▸ WORK TO BE COMPLETED: Could you show all lines in the entries below that contain the string "data"?
━━━━━━━━━━━━━━━━━━━━━━━━━━━━━━
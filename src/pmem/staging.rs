use crate::error::{RioError, RioResult};
use crate::utils::CACHE_LINE;

#[repr(C, align(64))]
#[derive(Clone, Copy)]
struct Line([u8; CACHE_LINE]);

/// Cache-line aligned buffer that coalesces small writes.
///
/// The fill offset always stays below the capacity: the owner drains the buffer
/// once [`StagingBuffer::needs_flush`] reports that less than one line is left.
pub struct StagingBuffer {
    lines: Box<[Line]>,
    fill: usize,
}

impl std::fmt::Debug for StagingBuffer {
    fn fmt(&self, f: &mut std::fmt::Formatter<'_>) -> std::fmt::Result {
        f.debug_struct("StagingBuffer")
            .field("capacity", &self.capacity())
            .field("fill", &self.fill)
            .finish()
    }
}

impl StagingBuffer {
    /// # Errors
    /// Returns `InvalidConfig` unless `capacity` is a multiple of the cache line and
    /// holds at least two lines.
    pub fn new(capacity: usize) -> RioResult<Self> {
        if capacity % CACHE_LINE != 0 || capacity < 2 * CACHE_LINE {
            return Err(RioError::InvalidConfig(format!(
                "staging capacity {capacity} must be a multiple of {CACHE_LINE} and at least {}",
                2 * CACHE_LINE
            )));
        }
        Ok(Self {
            lines: vec![Line([0; CACHE_LINE]); capacity / CACHE_LINE].into_boxed_slice(),
            fill: 0,
        })
    }

    #[must_use]
    pub fn capacity(&self) -> usize {
        self.lines.len() * CACHE_LINE
    }

    #[must_use]
    pub const fn len(&self) -> usize {
        self.fill
    }

    #[must_use]
    pub const fn is_empty(&self) -> bool {
        self.fill == 0
    }

    #[must_use]
    pub fn remaining(&self) -> usize {
        self.capacity() - self.fill
    }

    #[must_use]
    pub fn needs_flush(&self) -> bool {
        self.fill >= self.capacity() - CACHE_LINE
    }

    /// Appends as much of `data` as fits and returns the number of bytes taken.
    pub fn push(&mut self, data: &[u8]) -> usize {
        let n = data.len().min(self.remaining());
        unsafe {
            std::ptr::copy_nonoverlapping(
                data.as_ptr(),
                self.lines.as_mut_ptr().cast::<u8>().add(self.fill),
                n,
            );
        }
        self.fill += n;
        n
    }

    /// The staged bytes.
    #[must_use]
    pub fn as_slice(&self) -> &[u8] {
        unsafe { std::slice::from_raw_parts(self.lines.as_ptr().cast::<u8>(), self.fill) }
    }

    pub fn clear(&mut self) {
        self.fill = 0;
    }
}

#[cfg(test)]
mod tests {
    use super::*;

    #[test]
    fn buffer_is_line_aligned() {
        let staging = StagingBuffer::new(16 * 1024).unwrap();
        assert_eq!(staging.as_slice().as_ptr() as usize % CACHE_LINE, 0);
        assert_eq!(staging.capacity(), 16 * 1024);
    }

    #[test]
    fn push_stops_at_capacity() {
        let mut staging = StagingBuffer::new(128).unwrap();
        assert_eq!(staging.push(&[7u8; 100]), 100);
        assert!(staging.needs_flush());
        assert_eq!(staging.push(&[8u8; 100]), 28);
        assert_eq!(staging.len(), 128);
        assert_eq!(staging.as_slice()[99], 7);
        assert_eq!(staging.as_slice()[100], 8);

        staging.clear();
        assert!(staging.is_empty());
        assert!(!staging.needs_flush());
    }

    #[test]
    fn odd_capacity_is_rejected() {
        assert!(StagingBuffer::new(100).is_err());
        assert!(StagingBuffer::new(64).is_err());
    }
}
━━━━━━━━━━━━━━━━━━━━━━━━━━━━━━
▸ RESPONSE BOX:
    /// Appends as much of `data` as fits and returns the number of bytes taken.
    pub fn push(&mut self, data: &[u8]) -> usize {
        let n = data.len().min(self.remaining());
                data.as_ptr(),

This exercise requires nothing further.